With such a historical inauguration behind and the month of February before, it’s time to look a little more closely at those who contributed to classical music.

Though classical music is typically associated with dead white males (i.e. Mozart, Bach, Beethoven and Brahms), not every faces was Caucasian. From afrocubanismo to “The Charleston,” classical music is full of contributions from African American composers and musicians.

Important African American Composers: George Walker, R. Nathaniel Dett, Amadeo Roldán, James Price Johnson

Take George Walker (b. 1922), for instance. This 20th century composer and pianist won a Pulitzer Prize in 1996 for his composition Lilacs. Premiered by the Boston Symphony Orchestra, Lilacs is a work written for voice and orchestra. Walker also studied under the prestigious Nadia Boulanger, a piano teacher famed for her even more famous students Aaron Copland, Philip Glass, Virgil Thomson and Elliot Carter.

R. Nathaniel Dett (1882-1943) greatly contributed to choral literature and is perhaps best known for directing the Hampton Institute Choir. Composing several oratorios and Biblical vignettes, R. Nathaniel Dett drew inspiration for his music from the deep spiritual lives of men and women long subjected to oppression.

Where would the avant garde percussion ensemble be if Cuban composer Amadeo Roldán (1900-1939) had not written his Rítmicas (No.

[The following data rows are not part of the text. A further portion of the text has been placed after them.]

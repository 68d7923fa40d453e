//! Orbit rings - profiles, the validated three-ring set, and the selector
//! that blends between them by height.

mod color;
mod ring_profile;
mod ring_set;
mod ring_selector;

pub use color::Color;
pub use ring_profile::RingProfile;
pub use ring_set::{RingSet, RingSlot};
pub use ring_selector::{select_ring, ease_lerp_radius, ring_regime, RingRegime};
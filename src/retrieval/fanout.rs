//! Scatter/gather over (variant, partition) units.
//!
//! Every unit is an independent blocking read sequence run on the blocking pool. Units
//! that fail are logged and skipped; when the time budget expires the outcome holds
//! whatever finished and is flagged partial. A read already in flight cannot be
//! interrupted, so expiry also raises a flag that stops units before their next read
//! and frees their pooled connection. Candidates are reassembled in unit order
//! so the merge is deterministic regardless of completion order.

use crate::retrieval::strategy::{Constraints, RetrievalStrategy, StrategyKind};
use crate::storage::{CatalogRow, CatalogSource, Partition};
use std::sync::atomic::{AtomicBool, Ordering};
use std::sync::Arc;
use std::time::Duration;
use tokio::task::JoinSet;
use tokio::time::{timeout_at, Instant};

/// A catalog row tagged with the strategy and variant that surfaced it.
#[derive(Debug, Clone, PartialEq, Eq)]
pub struct Candidate {
    pub row: CatalogRow,
    pub strategy: StrategyKind,
    pub variant: String,
}

#[derive(Debug, Clone)]
pub struct FanoutRequest {
    pub variants: Vec<String>,
    pub partitions: Vec<Partition>,
    pub constraints: Constraints,
    pub short_circuit: bool,
    pub budget: Option<Duration>,
}

#[derive(Debug, Default)]
pub struct FanoutOutcome {
    pub candidates: Vec<Candidate>,
    pub units: usize,
    pub completed_units: usize,
    pub failed_units: usize,
    pub partial: bool,
}

impl FanoutOutcome {
    /// Every unit ran and none of them managed a single successful read.
    pub fn all_failed(&self) -> bool {
        self.units > 0 && self.failed_units == self.units
    }
}

struct UnitResult {
    candidates: Vec<Candidate>,
    failed: bool,
}

pub async fn fan_out(
    catalog: Arc<dyn CatalogSource>,
    strategies: Arc<Vec<Box<dyn RetrievalStrategy>>>,
    request: FanoutRequest,
) -> FanoutOutcome {
    let deadline = request.budget.map(|b| Instant::now() + b);
    let constraints = Arc::new(request.constraints);
    let short_circuit = request.short_circuit;
    let cancelled = Arc::new(AtomicBool::new(false));

    let mut set = JoinSet::new();
    let mut units = 0usize;
    for variant in &request.variants {
        for &partition in &request.partitions {
            let index = units;
            units += 1;
            let catalog = catalog.clone();
            let strategies = strategies.clone();
            let constraints = constraints.clone();
            let variant = variant.clone();
            let cancelled = cancelled.clone();
            set.spawn_blocking(move || {
                let result = run_unit(
                    catalog.as_ref(),
                    strategies.as_slice(),
                    partition,
                    &variant,
                    &constraints,
                    short_circuit,
                    &cancelled,
                );
                (index, result)
            });
        }
    }

    let mut finished: Vec<(usize, UnitResult)> = Vec::with_capacity(units);
    let mut failed_units = 0usize;
    let mut partial = false;
    loop {
        let next = match deadline {
            Some(deadline) => match timeout_at(deadline, set.join_next()).await {
                Ok(next) => next,
                Err(_) => {
                    partial = true;
                    cancelled.store(true, Ordering::Relaxed);
                    tracing::warn!(
                        units,
                        completed = finished.len(),
                        "Search time budget expired; returning partial results"
                    );
                    set.abort_all();
                    break;
                }
            },
            None => set.join_next().await,
        };
        let Some(joined) = next else {
            break;
        };
        match joined {
            Ok((index, result)) => {
                if result.failed {
                    failed_units += 1;
                }
                finished.push((index, result));
            }
            Err(err) => {
                failed_units += 1;
                tracing::warn!(error = %err, "Fan-out unit did not complete");
            }
        }
    }

    finished.sort_by_key(|(index, _)| *index);
    let completed_units = finished.len();
    let candidates = finished
        .into_iter()
        .flat_map(|(_, result)| result.candidates)
        .collect();

    FanoutOutcome {
        candidates,
        units,
        completed_units,
        failed_units,
        partial,
    }
}

/// Strategies run in order for one (variant, partition). With short-circuiting, the
/// first strategy that matches the partition ends the unit. Whether it "matches" is
/// decided without the constraints, so adding a filter never changes which strategies
/// run, only which of their rows survive.
fn run_unit(
    catalog: &dyn CatalogSource,
    strategies: &[Box<dyn RetrievalStrategy>],
    partition: Partition,
    variant: &str,
    constraints: &Constraints,
    short_circuit: bool,
    cancelled: &AtomicBool,
) -> UnitResult {
    let mut candidates = Vec::new();
    let mut attempted = 0usize;
    let mut failures = 0usize;

    for strategy in strategies {
        if cancelled.load(Ordering::Relaxed) {
            break;
        }
        if strategy.predicates(variant).is_none() {
            continue;
        }
        attempted += 1;
        let kind = strategy.kind();
        let rows = match strategy.retrieve(catalog, partition, variant, constraints) {
            Ok(rows) => rows,
            Err(err) => {
                failures += 1;
                tracing::warn!(
                    partition = partition.as_str(),
                    strategy = kind.as_str(),
                    variant,
                    error = %err,
                    "Catalog read failed; skipping"
                );
                continue;
            }
        };
        tracing::debug!(
            partition = partition.as_str(),
            strategy = kind.as_str(),
            variant,
            rows = rows.len(),
            "Strategy read"
        );

        let matched = !rows.is_empty();
        candidates.extend(rows.into_iter().map(|row| Candidate {
            row,
            strategy: kind,
            variant: variant.to_string(),
        }));

        if !short_circuit {
            continue;
        }
        if matched || unconstrained_match(catalog, strategy.as_ref(), partition, variant, constraints) {
            break;
        }
    }

    UnitResult {
        candidates,
        failed: attempted > 0 && failures == attempted,
    }
}

fn unconstrained_match(
    catalog: &dyn CatalogSource,
    strategy: &dyn RetrievalStrategy,
    partition: Partition,
    variant: &str,
    constraints: &Constraints,
) -> bool {
    if constraints.course.is_none() && constraints.state.is_none() {
        return false;
    }
    let Some(any_of) = strategy.predicates(variant) else {
        return false;
    };
    let probe = constraints.row_query(any_of).unconstrained();
    match catalog.partition_has_match(partition, &probe) {
        Ok(found) => found,
        Err(err) => {
            tracing::warn!(
                partition = partition.as_str(),
                error = %err,
                "Short-circuit probe failed"
            );
            false
        }
    }
}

V and VI)? Considered a pioneering composer in the afrocubanismo compositional style, Roldán relied on polyrhythmic motives that gave his music a pulsing energy. Roldán also wrote a ballet, La Rebambaramba, which was based on the sounds of 19th century Havana.

Finally, James Price Johnson (1894-1955) helped to give the 1920s the music that would define the decade. As a prolific composer of musicals, James Price Johnson co-wrote the 1923 Broadway production Runnin’ Wild. Though the rest of the musical didn’t survive long, the tune and dance for “The Charleston” became a smash hit.

AfriClassical’s Black History Quiz: Introduction to African American Composers

The four composers featured here were simply a small taste of the many ways in which African Americans have influenced classical music. The website AfriClassical provides an interactive experience for those wishing to learn more about African American composers. Not only are audio clips of select performances available, but short synopses of recommended albums also direct the novice towards a sampling of diverse styles and periods.

Now it’s time for a test. Who was the black trumpeter for King Henry VIII? Which conductor received the National Medal of Arts in 2005? Who was the first African American woman to have a symphony performed by a major orchestra? Who composed Negro Folk Symphony?